@jameslo said:
@ddw_music If Pd's topological sort algorithm were smart enough to know when a change inside an abstraction did not change the sort outside the abstraction, then it would be an easy lift for it to detect that feedback to some abstraction (e.g. one with an [inlet~], an [outlet~], and no connections) does not produce a cycle. But the last I checked, that was not the case, so I would bet that when anything changes, the whole directed graph is resorted.
I guess the issue, then, is, if all the tilde objects get lifted into one flat list, then a change inside a subcanvas could get inserted in the midst of objects outside the canvas. In that case, it probably is necessary to walk the entire tree.
In the video, he starts off the sorting section by saying that canvases tell the DSP layer what has changed locally within the canvas, but then discusses the sorting flow when DSP gets turned on (which obviously has to start at the topmost canvas).
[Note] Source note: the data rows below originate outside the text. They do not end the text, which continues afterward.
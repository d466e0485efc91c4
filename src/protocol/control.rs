//! Control envelopes and outgoing message shapes.

use serde::{Deserialize, Serialize};
use serde_json::{json, Value};

/// Wire `type` of a control request.
pub const CONTROL_REQUEST: &str = "control_request";
/// Wire `type` of a control response.
pub const CONTROL_RESPONSE: &str = "control_response";

/// Control-request subtype that interrupts the current turn.
pub const SUBTYPE_INTERRUPT: &str = "interrupt";
/// Control-response subtype reporting a failure.
pub const SUBTYPE_ERROR: &str = "error";

/// Session id used in outgoing messages before the CLI reports one.
pub const DEFAULT_SESSION_ID: &str = "default";

/// The `response` part of a `control_response` envelope.
#[derive(Debug, Clone, PartialEq, Serialize, Deserialize)]
pub struct ControlResponse {
    pub request_id: String,
    pub subtype: String,
    /// Payload of a successful response.
    #[serde(default)]
    pub response: Option<Value>,
    /// Error text of an `error` response.
    #[serde(default)]
    pub error: Option<String>,
}

impl ControlResponse {
    /// Extract a control response from a stdout frame.
    ///
    /// Returns `None` unless the frame is a `control_response` whose
    /// `response` carries a string `request_id`.
    pub fn from_frame(frame: &Value) -> Option<Self> {
        if frame.get("type").and_then(Value::as_str) != Some(CONTROL_RESPONSE) {
            return None;
        }
        let response = frame.get("response")?;
        response.get("request_id").and_then(Value::as_str)?;
        serde_json::from_value(response.clone()).ok()
    }

    pub fn is_error(&self) -> bool {
        self.subtype == SUBTYPE_ERROR
    }
}

/// Wrap a request payload in a `control_request` envelope.
pub fn control_request(request_id: &str, request: Value) -> Value {
    json!({
        "type": CONTROL_REQUEST,
        "request_id": request_id,
        "request": request,
    })
}

/// Payload of an interrupt control request.
pub fn interrupt_request() -> Value {
    json!({ "subtype": SUBTYPE_INTERRUPT })
}

/// The minimal user-message envelope accepted on stdin.
pub fn user_message(content: impl Into<Value>, session_id: &str) -> Value {
    json!({
        "type": "user",
        "message": { "role": "user", "content": content.into() },
        "parent_tool_use_id": null,
        "session_id": session_id,
    })
}

/// Bring an outgoing message to the minimal envelope.
///
/// Strings become user messages. Objects that already carry a `type` keep
/// their fields; a missing `session_id` (and, for user messages, a missing
/// `parent_tool_use_id`) is filled in. Any other value becomes the content of
/// a user message.
pub fn normalize_outgoing(message: Value, session_id: &str) -> Value {
    match message {
        Value::String(text) => user_message(text, session_id),
        Value::Object(mut map) if map.get("type").is_some_and(Value::is_string) => {
            let is_user = map.get("type").and_then(Value::as_str) == Some("user");
            map.entry("session_id").or_insert_with(|| json!(session_id));
            if is_user {
                map.entry("parent_tool_use_id").or_insert(Value::Null);
            }
            Value::Object(map)
        }
        other => user_message(other, session_id),
    }
}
And then in g_canvas.c there are comments like
/* create a new "DSP graph" object to use in sorting this canvas.
If we aren't toplevel, there are already other dspcontexts around. */
so the data structure does seem to be split up by canvases.
It's not a crucial point -- just that, I'm expending a paper and wanted to contrast SC's per-SynthDef graph sorting vs Pd's seemingly global sorting. I'd rather not make a false claim.